Vidhu Vinod Chopra makes a film after ten long years and he fulfils his dream of directing the big B.

These are the only two achievements of this film.

Eklavya has just two memorable moments. There is a scene where a blindfolded big B throws his ‘katar’ (short sword) to cut the gungharoos tied to the leg of a flying pigeon. Then there is a shot of Rana’s car, stopped near a railway crossing, while a goods train passes by, and a herd of camels goes running across with a part of the car in the foreground to create a classic low angle composition.

There is nothing much to the film beyond these. The story and the name of Eklavya are used as a convenient and crafty ploy to hype it as historically and socially relevant cinema. The Gayatri Mantra is the dominant theme of the film’s background score, played liberally and thoughtlessly in various situations.

While Saif and Vidya Balan are getting into an amorous mood, ‘Om bhurbhuwah swah...’ reverberates in the background. The filmmaker inter-cuts between this and a shot of the big B burning a scarf, a memorabilia of love from the late Maharani who was blessed with a son thanks to the selfless impregnation efforts of Eklavya, a low caste bodyguard. The Gayatri Mantra continues to cast its spell all through this.

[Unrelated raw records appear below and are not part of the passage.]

mod common;

use common::Editor;
use jumpline_core::{
    ActiveMatchHighlight, AnchoredText, FileRef, FindFlags, FoundMatch, NavigationController,
    PainterCategory, ResultLabels, ResultListPane, SearchCursor, StyleRegistry,
};
use pretty_assertions::assert_eq;
use std::sync::Arc;

const A_TEXT: &str = "let count = 1;\nlet total = count + 1;\n";
const B_TEXT: &str = "// count\nfn count() {}\n";

fn editor() -> Editor {
    let mut editor = Editor::new();
    editor.open("A.rs", A_TEXT);
    editor.open("B.rs", B_TEXT);
    editor
}

fn all_documents() -> FindFlags {
    FindFlags {
        all_documents: true,
        ..FindFlags::default()
    }
}

#[test]
fn test_find_all_feeds_the_results_list() {
    let mut editor = editor();
    let mut cursor = SearchCursor::with_flags(all_documents());
    let found = cursor.find_all(&editor.docs, "count", None).unwrap();

    let positions: Vec<_> = found
        .iter()
        .map(|m| (m.file.clone().unwrap(), m.line, m.column))
        .collect();
    assert_eq!(
        positions,
        vec![
            (FileRef::new("A.rs"), 0, 4),
            (FileRef::new("A.rs"), 1, 12),
            (FileRef::new("B.rs"), 0, 3),
            (FileRef::new("B.rs"), 1, 3),
        ]
    );
    assert_eq!(cursor.state().find_term, "count");

    let list = ResultListPane::new(editor.docs.allocate_id(), None);
    let mut nav = NavigationController::new(
        list,
        Arc::new(StyleRegistry::default()),
        ResultLabels::matches(),
    );
    nav.set_results(&mut editor, found.iter().map(FoundMatch::to_result));
    assert_eq!(nav.controls().header, "4 matches found:");
    assert_eq!(
        nav.index().get(1).map(|r| r.message.as_str()),
        Some("let total = count + 1;")
    );

    nav.select_item(&mut editor, 1).unwrap();
    assert_eq!(editor.carets, vec![(FileRef::new("A.rs"), 27)]);
}

#[test]
fn test_comments_can_be_ignored() {
    let editor = editor();
    let mut cursor = SearchCursor::with_flags(FindFlags {
        ignore_comments_and_strings: true,
        ..all_documents()
    });
    let found = cursor.find_all(&editor.docs, "count", None).unwrap();
    assert_eq!(found.len(), 3);
    assert!(found.iter().all(|m| m.line_text != "// count"));
}

#[test]
fn test_find_next_cycles_through_documents() {
    let editor = editor();
    let a = editor.docs.buffer_for_file(&FileRef::new("A.rs")).unwrap();
    let b = editor.docs.buffer_for_file(&FileRef::new("B.rs")).unwrap();
    let mut cursor = SearchCursor::with_flags(all_documents());
    cursor.set_find_term("count");
    cursor.set_position(a, 10);

    let mut visited = Vec::new();
    for _ in 0..4 {
        let result = cursor.find_next(&editor.docs).unwrap();
        visited.push((result.buffer.unwrap(), result.found.unwrap().start));
        assert!(!result.wrapped);
    }
    assert_eq!(visited, vec![(a, 27), (b, 3), (b, 12), (a, 4)]);

    let back = cursor.find_previous(&editor.docs).unwrap();
    assert_eq!((back.buffer, back.found.map(|m| m.start)), (Some(b), Some(12)));
}

#[test]
fn test_active_match_highlight_follows_find_next() {
    let mut editor = editor();
    let a = editor.docs.buffer_for_file(&FileRef::new("A.rs")).unwrap();
    let painter = StyleRegistry::default().painter(PainterCategory::Generic);
    let mut cursor = SearchCursor::new();
    cursor.set_find_term("count");
    cursor.set_position(a, 0);
    let mut active = ActiveMatchHighlight::new();

    for expected in [4..9, 27..32] {
        let m = cursor.find_next(&editor.docs).unwrap().found.unwrap();
        let doc = editor.docs.buffer(a).unwrap();
        let engine = editor.engines.get_mut(&a).unwrap();
        active.show(engine, doc, m, painter).unwrap();

        assert_eq!(engine.count_of(PainterCategory::Generic), 1);
        assert_eq!(engine.regions()[0].range(), expected);
    }

    assert!(active.clear(editor.engines.get_mut(&a).unwrap()));
    assert!(editor.engines[&a].is_empty());
}

#[test]
fn test_replace_all_keeps_result_anchors_in_place() {
    let mut editor = editor();
    let mut cursor = SearchCursor::with_flags(all_documents());
    let found = cursor.find_all(&editor.docs, "total", None).unwrap();

    let list = ResultListPane::new(editor.docs.allocate_id(), None);
    let mut nav = NavigationController::new(
        list,
        Arc::new(StyleRegistry::default()),
        ResultLabels::matches(),
    );
    nav.set_results(&mut editor, found.iter().map(FoundMatch::to_result));

    let replaced = cursor
        .replace_all(&mut editor.docs, "count", "n", None)
        .unwrap();
    assert_eq!(replaced, 4);
    let a = editor.docs.buffer_for_file(&FileRef::new("A.rs")).unwrap();
    assert_eq!(
        editor.docs.buffer(a).unwrap().text().unwrap(),
        "let n = 1;\nlet total = n + 1;\n"
    );
    assert_eq!(cursor.state().find_term, "count");
    assert_eq!(cursor.state().replace_term, "n");

    nav.select_item(&mut editor, 0).unwrap();
    let (_, caret) = editor.carets.last().cloned().unwrap();
    let text = editor.docs.buffer(a).unwrap().text().unwrap();
    assert_eq!(&text[caret..caret + 5], "total");
}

If it was supposed to be a story of strange palace intrigues, dark hidden secrets, and dangerous and nerve wrecking behind the back conspiracies, we don’t feel it. We don’t feel anything -- neither the fear nor the sense of romance and love. We don’t hear much either, except  ‘Om bhurbhuvah swah...’ . Then there is a scene where we don’t see anything.
 

Does it sound like a path-breaking and revolutionary experiment in cinema where you feel nothing, hear nothing, and see nothing?  Hail Vidhu Vinod Chopra, the Orson Welles of India!


 

Eklavya also discovers Pitamah Bhishm and his definition of Dharma. It is very interesting. ‘Whatever your mati (mind) says is right is your true Dharma.’ Wow! This is fantastic. But why Vinod Chopra had to drag Pitamah Bhishm into all this? Pitamah is neither Manu nor Krishna nor Ved Vyasa that you have to sanctify your pedestrian script with his quotable quotes. ‘Whatever your mind says is right’ is the reigning philosophy of the murderer, the rapist, the dictator, the Nehru-Gandhi parivar, the Bachhan parivar, the kid who is overfed on chocolates, ice-cream, burgers, coke etc., and the Bollywood producer.

Vidhu Vinod Chopra, the producer, rules the roost here. Eklavya is a producer’s film – star-studded, well-hyped, low cost, and premium-priced. It is an abject failure of the director and the writer.

And the three crore worth Rolls Royce could not have been given to the big B for his great performance. How come I didn’t see him perform? Was he performing in the darkness? May I ask as to what’s the use of such performance that cannot be seen, heard, and felt by the cinema audiences?